<<<<

//! crates/parts_finder_core/src/search.rs
//!
//! The parts search service. Composes the effective query from the request, then
//! asks each configured product source in turn, falling back to synthetic listings.

use std::sync::Arc;
use tracing::{debug, info, warn};

use crate::cache::{CachedResults, ResultCache};
use crate::catalog::synthetic_results;
use crate::domain::{Product, SearchOutcome, SearchRequest, SearchSource};
use crate::ports::{
    ImageDescriber, PortError, PortResult, ProductSearchProvider, RetailerScraper,
};
use crate::query::build_search_query;
use crate::relevance::filter_and_relabel;

/// The optional outside capabilities the search service can use. `None` means the
/// capability is not configured and the service degrades without it.
#[derive(Clone, Default)]
pub struct SearchBackends {
    pub provider: Option<Arc<dyn ProductSearchProvider>>,
    pub scraper: Option<Arc<dyn RetailerScraper>>,
    pub describer: Option<Arc<dyn ImageDescriber>>,
}

pub struct PartsSearchService {
    backends: SearchBackends,
    cache: ResultCache,
}

impl PartsSearchService {
    pub fn new(backends: SearchBackends, cache: ResultCache) -> Self {
        Self { backends, cache }
    }

    pub fn has_provider(&self) -> bool {
        self.backends.provider.is_some()
    }

    pub fn has_scraper(&self) -> bool {
        self.backends.scraper.is_some()
    }

    pub fn has_describer(&self) -> bool {
        self.backends.describer.is_some()
    }

    pub async fn search(&self, request: SearchRequest) -> PortResult<SearchOutcome> {
        let query = request
            .query
            .as_deref()
            .map(str::trim)
            .filter(|q| !q.is_empty());
        let image = request.image.as_deref().filter(|img| !img.is_empty());

        if query.is_none() && image.is_none() {
            return Err(PortError::InvalidInput(
                "Provide a search term or an image".to_string(),
            ));
        }

        let image_description = match image {
            Some(bytes) => match self.describe(bytes).await {
                Ok(text) => {
                    info!("Image described as: {}", text);
                    Some(text)
                }
                Err(PortError::NotConfigured(what)) => {
                    debug!("No {} configured, image ignored", what);
                    None
                }
                Err(e) => {
                    warn!("Image analysis failed, continuing text-only: {:?}", e);
                    None
                }
            },
            None => None,
        };

        let effective_query =
            build_search_query(request.vehicle.as_ref(), query, image_description.as_deref());
        info!("Searching for: {}", effective_query);

        if let Some(hit) = self.cache.get(&effective_query) {
            debug!("Cache hit for '{}'", effective_query);
            return Ok(SearchOutcome {
                effective_query,
                products: hit.products,
                source: hit.source,
                image_description,
                cached: true,
            });
        }

        let (products, source) = self.fetch(&effective_query).await;
        self.cache.insert(
            &effective_query,
            CachedResults {
                products: products.clone(),
                source,
            },
        );

        Ok(SearchOutcome {
            effective_query,
            products,
            source,
            image_description,
            cached: false,
        })
    }

    /// Asks the vision model for a search phrase describing the photo.
    async fn describe(&self, image: &[u8]) -> PortResult<String> {
        let describer = self
            .backends
            .describer
            .as_ref()
            .ok_or_else(|| PortError::NotConfigured("vision model".to_string()))?;

        let text = describer.describe_image(image).await?;
        let text = text.trim();
        if text.is_empty() {
            return Err(PortError::Unexpected(
                "Vision model returned an empty description".to_string(),
            ));
        }
        Ok(text.to_string())
    }

    /// Paid API first, then the scraper, then synthetic listings.
    async fn fetch(&self, query: &str) -> (Vec<Product>, SearchSource) {
        if let Some(provider) = &self.backends.provider {
            match provider.search_products(query).await {
                Ok(raw) => {
                    let total = raw.len();
                    let relevant = filter_and_relabel(raw);
                    info!(
                        "Search API returned {} listings, {} automotive",
                        total,
                        relevant.len()
                    );
                    if !relevant.is_empty() {
                        return (relevant, SearchSource::Api);
                    }
                }
                Err(e) => warn!("Search API failed, falling back: {:?}", e),
            }
        }

        if let Some(scraper) = &self.backends.scraper {
            match scraper.scrape(query).await {
                Ok(found) if !found.is_empty() => {
                    info!("Scraped {} listings", found.len());
                    return (found, SearchSource::Scraped);
                }
                Ok(_) => info!("Scraper found nothing for '{}'", query),
                Err(e) => warn!("Scraping failed, falling back: {:?}", e),
            }
        }

        (synthetic_results(query), SearchSource::Demo)
    }
}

>>>>

Search the data above for the word "ProductSearchProvider" and say how many lines contain it, giving only that number.

COMPLETED EXERCISE:
2